**Dataset records**
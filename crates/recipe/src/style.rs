//! Terminal styling for human-readable output.

use std::env;

use owo_colors::OwoColorize;

const PASS: (u8, u8, u8) = (0xc2, 0xd9, 0x4c);
const FAIL: (u8, u8, u8) = (0xf0, 0x71, 0x78);
const MUTED: (u8, u8, u8) = (0x6c, 0x76, 0x80);

pub const ICON_PASS: &str = "\u{2713}";
pub const ICON_FAIL: &str = "\u{2716}";

/// Returns `true` if stdout is connected to a terminal.
fn is_tty() -> bool {
    crossterm::tty::IsTty::is_tty(&std::io::stdout())
}

/// Color only on a terminal, and never with `NO_COLOR` set or `TERM=dumb`.
pub fn supports_color() -> bool {
    if env::var_os("NO_COLOR").is_some() {
        return false;
    }
    if env::var("TERM").as_deref() == Ok("dumb") {
        return false;
    }
    if env::var_os("CLICOLOR_FORCE").is_some() {
        return true;
    }
    is_tty()
}

fn color_str(s: &str, rgb: (u8, u8, u8)) -> String {
    if supports_color() {
        s.truecolor(rgb.0, rgb.1, rgb.2).to_string()
    } else {
        s.to_string()
    }
}

pub fn render_pass(s: &str) -> String {
    color_str(s, PASS)
}

pub fn render_fail(s: &str) -> String {
    color_str(s, FAIL)
}

pub fn render_muted(s: &str) -> String {
    color_str(s, MUTED)
}

pub fn render_bold(s: &str) -> String {
    if supports_color() {
        s.bold().to_string()
    } else {
        s.to_string()
    }
}

#[cfg(test)]
mod tests {
    use super::*;

    #[test]
    fn renders_keep_text() {
        assert!(render_pass("ok").contains("ok"));
        assert!(render_fail("bad").contains("bad"));
        assert!(render_muted("num").contains("num"));
        assert!(render_bold("state").contains("state"));
    }
}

**Task details**
The reply must hold exactly the lines from the one containing "use owo_colors::OwoColorize;" to the last line of the entries, and nothing more.

**Answer below**
use owo_colors::OwoColorize;

const PASS: (u8, u8, u8) = (0xc2, 0xd9, 0x4c);
const FAIL: (u8, u8, u8) = (0xf0, 0x71, 0x78);
const MUTED: (u8, u8, u8) = (0x6c, 0x76, 0x80);

pub const ICON_PASS: &str = "\u{2713}";
pub const ICON_FAIL: &str = "\u{2716}";

/// Returns `true` if stdout is connected to a terminal.
fn is_tty() -> bool {
    crossterm::tty::IsTty::is_tty(&std::io::stdout())
}

/// Color only on a terminal, and never with `NO_COLOR` set or `TERM=dumb`.
pub fn supports_color() -> bool {
    if env::var_os("NO_COLOR").is_some() {
        return false;
    }
    if env::var("TERM").as_deref() == Ok("dumb") {
        return false;
    }
    if env::var_os("CLICOLOR_FORCE").is_some() {
        return true;
    }
    is_tty()
}

fn color_str(s: &str, rgb: (u8, u8, u8)) -> String {
    if supports_color() {
        s.truecolor(rgb.0, rgb.1, rgb.2).to_string()
    } else {
        s.to_string()
    }
}

pub fn render_pass(s: &str) -> String {
    color_str(s, PASS)
}

pub fn render_fail(s: &str) -> String {
    color_str(s, FAIL)
}

pub fn render_muted(s: &str) -> String {
    color_str(s, MUTED)
}

pub fn render_bold(s: &str) -> String {
    if supports_color() {
        s.bold().to_string()
    } else {
        s.to_string()
    }
}

#[cfg(test)]
mod tests {
    use super::*;

    #[test]
    fn renders_keep_text() {
        assert!(render_pass("ok").contains("ok"));
        assert!(render_fail("bad").contains("bad"));
        assert!(render_muted("num").contains("num"));
        assert!(render_bold("state").contains("state"));
    }
}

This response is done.